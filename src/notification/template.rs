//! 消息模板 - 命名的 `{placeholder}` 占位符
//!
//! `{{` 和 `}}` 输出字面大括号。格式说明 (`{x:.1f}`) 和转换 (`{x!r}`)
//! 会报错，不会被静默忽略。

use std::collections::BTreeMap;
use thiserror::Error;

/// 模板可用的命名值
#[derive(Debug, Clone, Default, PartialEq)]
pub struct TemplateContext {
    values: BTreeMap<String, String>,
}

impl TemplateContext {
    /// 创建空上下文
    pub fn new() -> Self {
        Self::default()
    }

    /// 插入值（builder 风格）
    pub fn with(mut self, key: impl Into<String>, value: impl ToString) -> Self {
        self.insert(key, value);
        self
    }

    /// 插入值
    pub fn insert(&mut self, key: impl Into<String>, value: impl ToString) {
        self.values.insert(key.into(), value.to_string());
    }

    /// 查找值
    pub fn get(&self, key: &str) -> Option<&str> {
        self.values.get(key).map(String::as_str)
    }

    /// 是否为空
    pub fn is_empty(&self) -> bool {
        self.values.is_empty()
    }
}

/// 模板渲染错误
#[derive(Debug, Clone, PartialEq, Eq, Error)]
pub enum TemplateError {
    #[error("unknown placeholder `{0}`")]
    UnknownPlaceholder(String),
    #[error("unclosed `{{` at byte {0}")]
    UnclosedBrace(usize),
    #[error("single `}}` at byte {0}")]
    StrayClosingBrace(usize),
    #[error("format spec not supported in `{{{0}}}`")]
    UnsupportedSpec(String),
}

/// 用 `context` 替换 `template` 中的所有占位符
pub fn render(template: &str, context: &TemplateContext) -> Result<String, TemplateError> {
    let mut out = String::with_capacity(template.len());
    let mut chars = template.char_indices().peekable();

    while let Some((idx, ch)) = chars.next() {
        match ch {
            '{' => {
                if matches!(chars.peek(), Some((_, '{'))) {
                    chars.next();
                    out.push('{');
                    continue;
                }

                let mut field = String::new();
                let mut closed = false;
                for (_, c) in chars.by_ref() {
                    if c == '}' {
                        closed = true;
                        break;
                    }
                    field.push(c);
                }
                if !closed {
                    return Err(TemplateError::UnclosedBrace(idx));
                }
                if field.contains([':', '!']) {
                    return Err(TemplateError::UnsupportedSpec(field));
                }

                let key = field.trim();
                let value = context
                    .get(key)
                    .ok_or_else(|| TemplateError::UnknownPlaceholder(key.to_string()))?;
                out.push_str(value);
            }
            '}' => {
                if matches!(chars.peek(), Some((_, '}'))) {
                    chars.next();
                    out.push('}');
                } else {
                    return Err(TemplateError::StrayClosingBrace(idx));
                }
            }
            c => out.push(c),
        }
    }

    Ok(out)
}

▬▬▬▬▬▬▬▬▬▬

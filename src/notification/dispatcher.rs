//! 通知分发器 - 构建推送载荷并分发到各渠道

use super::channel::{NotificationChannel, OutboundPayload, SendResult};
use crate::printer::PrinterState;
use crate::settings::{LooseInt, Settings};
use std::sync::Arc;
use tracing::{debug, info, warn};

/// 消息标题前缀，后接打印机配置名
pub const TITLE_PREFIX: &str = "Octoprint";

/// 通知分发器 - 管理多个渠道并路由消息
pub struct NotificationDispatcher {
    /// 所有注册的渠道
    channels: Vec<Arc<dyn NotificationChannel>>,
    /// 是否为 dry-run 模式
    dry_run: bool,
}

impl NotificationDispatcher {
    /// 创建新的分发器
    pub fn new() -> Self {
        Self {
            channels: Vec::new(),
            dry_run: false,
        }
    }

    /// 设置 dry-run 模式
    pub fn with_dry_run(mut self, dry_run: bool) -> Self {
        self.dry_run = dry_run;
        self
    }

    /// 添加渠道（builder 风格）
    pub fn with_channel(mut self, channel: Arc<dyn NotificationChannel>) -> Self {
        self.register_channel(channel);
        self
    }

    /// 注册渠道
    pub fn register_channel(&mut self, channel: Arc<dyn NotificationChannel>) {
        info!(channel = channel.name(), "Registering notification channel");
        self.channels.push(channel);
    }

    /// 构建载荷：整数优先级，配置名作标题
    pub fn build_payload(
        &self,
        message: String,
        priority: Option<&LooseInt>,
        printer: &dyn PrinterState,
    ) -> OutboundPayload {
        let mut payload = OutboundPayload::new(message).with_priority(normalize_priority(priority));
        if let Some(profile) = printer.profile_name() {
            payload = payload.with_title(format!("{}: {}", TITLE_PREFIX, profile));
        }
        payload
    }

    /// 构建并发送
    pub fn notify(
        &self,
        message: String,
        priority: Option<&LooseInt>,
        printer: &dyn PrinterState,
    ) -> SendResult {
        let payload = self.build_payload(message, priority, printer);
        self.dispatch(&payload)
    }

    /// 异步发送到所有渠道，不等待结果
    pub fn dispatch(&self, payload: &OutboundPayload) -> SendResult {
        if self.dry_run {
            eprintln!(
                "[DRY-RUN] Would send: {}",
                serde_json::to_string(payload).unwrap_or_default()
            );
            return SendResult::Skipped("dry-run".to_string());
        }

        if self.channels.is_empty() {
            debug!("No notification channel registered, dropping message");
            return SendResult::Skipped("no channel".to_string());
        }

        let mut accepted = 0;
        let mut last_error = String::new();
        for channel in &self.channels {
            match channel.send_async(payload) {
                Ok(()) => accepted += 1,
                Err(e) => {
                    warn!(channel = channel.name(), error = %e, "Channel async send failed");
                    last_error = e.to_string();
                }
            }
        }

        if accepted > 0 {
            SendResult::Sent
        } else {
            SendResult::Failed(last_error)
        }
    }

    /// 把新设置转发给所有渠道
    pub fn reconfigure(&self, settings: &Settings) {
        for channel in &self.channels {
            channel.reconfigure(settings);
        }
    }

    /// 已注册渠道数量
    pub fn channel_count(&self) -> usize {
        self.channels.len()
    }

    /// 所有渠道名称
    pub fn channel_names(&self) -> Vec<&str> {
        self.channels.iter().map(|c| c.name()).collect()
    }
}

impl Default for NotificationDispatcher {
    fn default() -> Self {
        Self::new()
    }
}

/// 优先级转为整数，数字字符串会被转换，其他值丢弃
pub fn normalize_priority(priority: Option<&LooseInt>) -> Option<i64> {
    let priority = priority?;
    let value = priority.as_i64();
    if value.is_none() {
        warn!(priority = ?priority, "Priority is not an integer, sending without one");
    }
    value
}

▬▬▬▬▬▬▬▬▬▬

Retype only this portion of the data above: the line containing "filename src/notification/template.rs", the line containing "pub struct TemplateContext", and all lines between them, exactly.

filename src/notification/template.rs
//! 消息模板 - 命名的 `{placeholder}` 占位符
//!
//! `{{` 和 `}}` 输出字面大括号。格式说明 (`{x:.1f}`) 和转换 (`{x!r}`)
//! 会报错，不会被静默忽略。

use std::collections::BTreeMap;
use thiserror::Error;

/// 模板可用的命名值
#[derive(Debug, Clone, Default, PartialEq)]
pub struct TemplateContext {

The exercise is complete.